▸ What the task requires: Your reply should consist of one number: how many lines below contain "impl".

▸ Saved entries:

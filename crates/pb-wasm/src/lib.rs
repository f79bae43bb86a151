//! WASM bridge for Pinboard: exposes the note board and the whiteboard to
//! the page script.
//!
//! Compiled via `wasm-pack build --target web`. The page owns the DOM; it
//! forwards pointer and keyboard events here, reads back JSON or plain
//! values, and applies the returned positions and bitmaps.

mod logger;
mod storage;

use chrono::Utc;
use pb_core::config::{BoardConfig, WhiteboardConfig};
use pb_core::export::ExportFormat;
use pb_core::geometry::{ContainerMetrics, Point, Rect, Vec2};
use pb_core::id::NoteId;
use pb_core::model::{Note, NoteCard, NoteDraft, NoteField, Position, ViewMode};
use pb_editor::board::NoteBoard;
use pb_editor::input::{PointerInput, PointerKind};
use pb_editor::positioner::{FrameRequest, NoteTarget, Placement};
use pb_editor::shortcuts::{ShortcutAction, ShortcutMap};
use pb_editor::tools::ToolKind;
use pb_editor::whiteboard::{StrokeOutcome, Whiteboard};
use serde_json::json;
use storage::LocalStorage;
use wasm_bindgen::Clamped;
use wasm_bindgen::prelude::*;
use web_sys::{CanvasRenderingContext2d, ImageData};

fn pointer(client_x: f64, client_y: f64, pointer_type: &str) -> PointerInput {
    PointerInput::new(PointerKind::from_pointer_type(pointer_type), client_x, client_y)
        .at_time(js_sys::Date::now())
}

fn cards_json(notes: Vec<&Note>) -> String {
    let cards: Vec<NoteCard<'_>> = notes.into_iter().map(NoteCard::from).collect();
    serde_json::to_string(&cards).unwrap_or_else(|_| "[]".to_string())
}

fn error_json(message: impl std::fmt::Display) -> String {
    json!({ "ok": false, "error": message.to_string() }).to_string()
}

// ─── Note board ──────────────────────────────────────────────────────────

/// The note board controller. All note mutations from the page go through
/// this struct and are persisted to `localStorage`.
#[wasm_bindgen]
pub struct PinBoard {
    board: NoteBoard<LocalStorage>,
}

#[wasm_bindgen]
impl PinBoard {
    #[wasm_bindgen(constructor)]
    pub fn new() -> Self {
        logger::init(log::LevelFilter::Info);
        Self {
            board: NoteBoard::load(LocalStorage::open(), BoardConfig::default()),
        }
    }

    /// Visible notes in render order (pinned last), as a JSON array. Each
    /// record carries `displayDate` and, when categorized, `categoryLabel`.
    pub fn notes_json(&self) -> String {
        cards_json(self.board.render_order())
    }

    pub fn search_json(&self, query: &str) -> String {
        cards_json(self.board.search(query))
    }

    pub fn categories_json(&self) -> String {
        serde_json::to_string(self.board.categories()).unwrap_or_else(|_| "[]".to_string())
    }

    pub fn settings_json(&self) -> String {
        serde_json::to_string(self.board.settings()).unwrap_or_else(|_| "{}".to_string())
    }

    /// Create a note. Returns its id, or an empty string for a blank draft.
    pub fn create_note(&mut self, title: &str, text: &str, category: &str, color: &str) -> String {
        let draft = NoteDraft::new(title, text)
            .with_category(category)
            .with_color(color);
        self.board
            .create_note(draft, Utc::now())
            .map(|id| id.as_str().to_string())
            .unwrap_or_default()
    }

    pub fn delete_note(&mut self, id: &str) -> bool {
        NoteId::lookup(id).is_some_and(|id| self.board.delete_note(id))
    }

    pub fn clear_all(&mut self) {
        self.board.clear_all();
    }

    /// Edit one field (`title`, `text`, `category` or `color`).
    pub fn update_note(&mut self, id: &str, field: &str, value: &str) -> bool {
        let field = NoteField::from_name(field, value.to_string());
        let (Some(id), Some(field)) = (NoteId::lookup(id), field) else {
            return false;
        };
        self.board.update_note(id, field)
    }

    pub fn toggle_pin(&mut self, id: &str) -> bool {
        NoteId::lookup(id).is_some_and(|id| self.board.toggle_pin(id))
    }

    /// Assign a random pastel color. Returns the CSS color, or `""`.
    pub fn recolor_note(&mut self, id: &str) -> String {
        NoteId::lookup(id)
            .and_then(|id| self.board.recolor_note(id))
            .unwrap_or_default()
    }

    /// Returns `{"ok":true,"category":"..."}` or `{"ok":false,"error":"..."}`.
    pub fn add_category(&mut self, name: &str) -> String {
        match self.board.add_category(name) {
            Ok(category) => json!({ "ok": true, "category": category }).to_string(),
            Err(e) => error_json(e),
        }
    }

    pub fn set_category_filter(&mut self, category: &str) {
        self.board.set_category_filter(category);
    }

    /// `"grid"` or `"list"`.
    pub fn set_view_mode(&mut self, mode: &str) -> bool {
        let mode = match mode {
            "grid" => ViewMode::Grid,
            "list" => ViewMode::List,
            _ => return false,
        };
        self.board.set_view_mode(mode, js_sys::Date::now());
        true
    }

    /// Returns the new theme name.
    pub fn toggle_dark_mode(&mut self) -> String {
        self.board.toggle_dark_mode();
        self.board.settings().theme.name().to_string()
    }

    pub fn save_all(&mut self) -> bool {
        self.board.save_all()
    }

    /// Export every note. Returns `{"ok":true,"filename","mime","content"}`.
    pub fn export(&self, format: &str) -> String {
        let format: ExportFormat = match format.parse() {
            Ok(f) => f,
            Err(e) => return error_json(e),
        };
        match self.board.export(format, Utc::now()) {
            Ok(file) => json!({
                "ok": true,
                "filename": file.filename,
                "mime": file.mime,
                "content": file.content,
            })
            .to_string(),
            Err(e) => error_json(e),
        }
    }

    // ─── Drag API ────────────────────────────────────────────────────────

    /// Pointer-down on the notes container. `note_id` is empty when the
    /// pointer is not over a note. Returns
    /// `{"dragging":bool,"preventDefault":bool}`.
    #[allow(clippy::too_many_arguments)]
    pub fn pointer_down(
        &mut self,
        note_id: &str,
        rect_x: f64,
        rect_y: f64,
        rect_w: f64,
        rect_h: f64,
        client_x: f64,
        client_y: f64,
        pointer_type: &str,
        container_x: f64,
        container_y: f64,
        scroll_x: f64,
        scroll_y: f64,
    ) -> String {
        let input = pointer(client_x, client_y, pointer_type);
        let target = NoteId::lookup(note_id).map(|id| NoteTarget {
            id,
            rect: Rect::new(rect_x, rect_y, rect_x + rect_w, rect_y + rect_h),
        });
        let container = ContainerMetrics::new(
            Point::new(container_x, container_y),
            Vec2::new(scroll_x, scroll_y),
        );
        let dragging = self.board.begin_drag(&input, target, &container);
        json!({ "dragging": dragging, "preventDefault": input.scroll_prevented() }).to_string()
    }

    /// Returns `{"requestFrame":bool,"preventDefault":bool}`.
    #[allow(clippy::too_many_arguments)]
    pub fn pointer_move(
        &mut self,
        client_x: f64,
        client_y: f64,
        pointer_type: &str,
        container_x: f64,
        container_y: f64,
        scroll_x: f64,
        scroll_y: f64,
    ) -> String {
        let input = pointer(client_x, client_y, pointer_type);
        let container = ContainerMetrics::new(
            Point::new(container_x, container_y),
            Vec2::new(scroll_x, scroll_y),
        );
        let request = self.board.update_drag(&input, &container);
        json!({
            "requestFrame": request == FrameRequest::Schedule,
            "preventDefault": input.scroll_prevented(),
        })
        .to_string()
    }

    /// `requestAnimationFrame` callback. Returns `{"id","left","top"}` for
    /// the note to move, or `""`.
    pub fn animation_frame(&mut self) -> String {
        match self.board.on_animation_frame() {
            Some((id, point)) => {
                let position = Position::from_point(point);
                json!({ "id": id.as_str(), "left": position.left, "top": position.top })
                    .to_string()
            }
            None => String::new(),
        }
    }

    /// Pointer-up / touch-end. Returns whether a note was dropped.
    pub fn pointer_up(&mut self) -> bool {
        self.board.end_drag(js_sys::Date::now()).is_some()
    }

    /// Apply due stacking restores. Call from a timer.
    pub fn tick(&mut self) {
        self.board.tick(js_sys::Date::now());
    }

    /// Style to apply to a note element:
    /// `{"position":"absolute"|"static","left","top","zIndex","dragging"}`.
    pub fn note_style_json(&self, id: &str) -> String {
        let Some(visual) = NoteId::lookup(id).and_then(|id| self.board.visual(id)) else {
            return String::new();
        };
        let mut style = json!({ "zIndex": visual.z_index, "dragging": visual.dragging });
        match visual.placement {
            Placement::Absolute(p) => {
                let position = Position::from_point(p);
                style["position"] = json!("absolute");
                style["left"] = json!(position.left);
                style["top"] = json!(position.top);
            }
            Placement::Flow => style["position"] = json!("static"),
        }
        style.to_string()
    }

    // ─── Keyboard ────────────────────────────────────────────────────────

    /// Resolve a key event. Saving is handled here; the other actions are
    /// returned by name for the page (or the whiteboard) to perform.
    pub fn handle_key(&mut self, key: &str, ctrl: bool, shift: bool, alt: bool, meta: bool) -> String {
        let Some(action) = ShortcutMap::resolve(key, ctrl, shift, alt, meta) else {
            return "none".to_string();
        };
        if action == ShortcutAction::SaveAll {
            self.board.save_all();
        }
        action_to_name(action).to_string()
    }
}

impl Default for PinBoard {
    fn default() -> Self {
        Self::new()
    }
}

fn action_to_name(action: ShortcutAction) -> &'static str {
    match action {
        ShortcutAction::SaveAll => "saveAll",
        ShortcutAction::FocusNewNote => "focusNewNote",
        ShortcutAction::AddNote => "addNote",
        ShortcutAction::Undo => "undo",
        ShortcutAction::CloseOverlays => "closeOverlays",
    }
}

// ─── Whiteboard ──────────────────────────────────────────────────────────

/// The whiteboard controller. The page blits the bitmap with [`render`]
/// after any call that returns `true`.
///
/// [`render`]: WhiteboardCanvas::render
#[wasm_bindgen]
pub struct WhiteboardCanvas {
    whiteboard: Whiteboard<LocalStorage>,
}

#[wasm_bindgen]
impl WhiteboardCanvas {
    #[wasm_bindgen(constructor)]
    pub fn new(width: u32, height: u32) -> Self {
        logger::init(log::LevelFilter::Info);
        Self {
            whiteboard: Whiteboard::new(
                width,
                height,
                LocalStorage::open(),
                WhiteboardConfig::default(),
            ),
        }
    }

    /// Canvas `getBoundingClientRect()`.
    pub fn set_canvas_rect(&mut self, x: f64, y: f64, width: f64, height: f64) {
        self.whiteboard
            .set_canvas_rect(Rect::new(x, y, x + width, y + height));
    }

    pub fn set_tool(&mut self, name: &str) -> bool {
        match ToolKind::from_name(name) {
            Some(tool) => {
                self.whiteboard.select_tool(tool);
                true
            }
            None => false,
        }
    }

    pub fn get_tool_name(&self) -> String {
        self.whiteboard.tool().name().to_string()
    }

    pub fn set_color(&mut self, css: &str) -> bool {
        self.whiteboard.set_color_css(css)
    }

    pub fn set_line_width(&mut self, width: f64) {
        self.whiteboard.set_line_width(width);
    }

    /// Returns `{"outcome","preventDefault":bool}`. The outcome is
    /// `"started"`, `"needsText"` (call [`submit_text`] with the prompt
    /// answer) or `"ignored"`.
    ///
    /// [`submit_text`]: WhiteboardCanvas::submit_text
    pub fn pointer_down(&mut self, client_x: f64, client_y: f64, pointer_type: &str) -> String {
        let input = pointer(client_x, client_y, pointer_type);
        let outcome = match self.whiteboard.begin_stroke(&input) {
            StrokeOutcome::Started => "started",
            StrokeOutcome::NeedsText { .. } => "needsText",
            StrokeOutcome::Committed => "committed",
            StrokeOutcome::Ignored => "ignored",
        };
        json!({ "outcome": outcome, "preventDefault": input.scroll_prevented() }).to_string()
    }

    /// Returns `{"redraw":bool,"preventDefault":bool}`.
    pub fn pointer_move(&mut self, client_x: f64, client_y: f64, pointer_type: &str) -> String {
        let input = pointer(client_x, client_y, pointer_type);
        let redraw = self.whiteboard.extend_stroke(&input);
        json!({ "redraw": redraw, "preventDefault": input.scroll_prevented() }).to_string()
    }

    pub fn pointer_up(&mut self) -> bool {
        self.whiteboard.end_stroke()
    }

    pub fn pointer_leave(&mut self) -> bool {
        self.whiteboard.pointer_leave()
    }

    /// Answer a text request; `None` when the prompt was cancelled.
    pub fn submit_text(&mut self, text: Option<String>) -> bool {
        self.whiteboard.submit_text(text) == StrokeOutcome::Committed
    }

    pub fn undo(&mut self) {
        self.whiteboard.undo();
    }

    pub fn clear(&mut self) {
        self.whiteboard.clear();
    }

    pub fn resize(&mut self, width: u32, height: u32) {
        self.whiteboard.resize(width, height);
    }

    /// PNG data URL of the current drawing, or `""` on encoder failure.
    pub fn export_image(&self) -> String {
        self.whiteboard.export_image().unwrap_or_else(|e| {
            log::error!("Error exporting whiteboard: {e}");
            String::new()
        })
    }

    /// Create a note embedding the drawing. Returns its id, or `""`.
    pub fn save_as_note(&self, board: &mut PinBoard) -> String {
        match self.whiteboard.save_as_note(&mut board.board, Utc::now()) {
            Ok(Some(id)) => id.as_str().to_string(),
            Ok(None) => String::new(),
            Err(e) => {
                log::error!("Error saving drawing as note: {e}");
                String::new()
            }
        }
    }

    /// Blit the bitmap onto a 2D context.
    pub fn render(&self, ctx: &CanvasRenderingContext2d) -> bool {
        let raster = self.whiteboard.raster();
        let bytes = raster.to_rgba();
        let image = match ImageData::new_with_u8_clamped_array_and_sh(
            Clamped(bytes.as_slice()),
            raster.width(),
            raster.height(),
        ) {
            Ok(image) => image,
            Err(e) => {
                log::error!("Error creating image data: {e:?}");
                return false;
            }
        };
        ctx.put_image_data(&image, 0.0, 0.0).is_ok()
    }
}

▸ Solution to this task: 4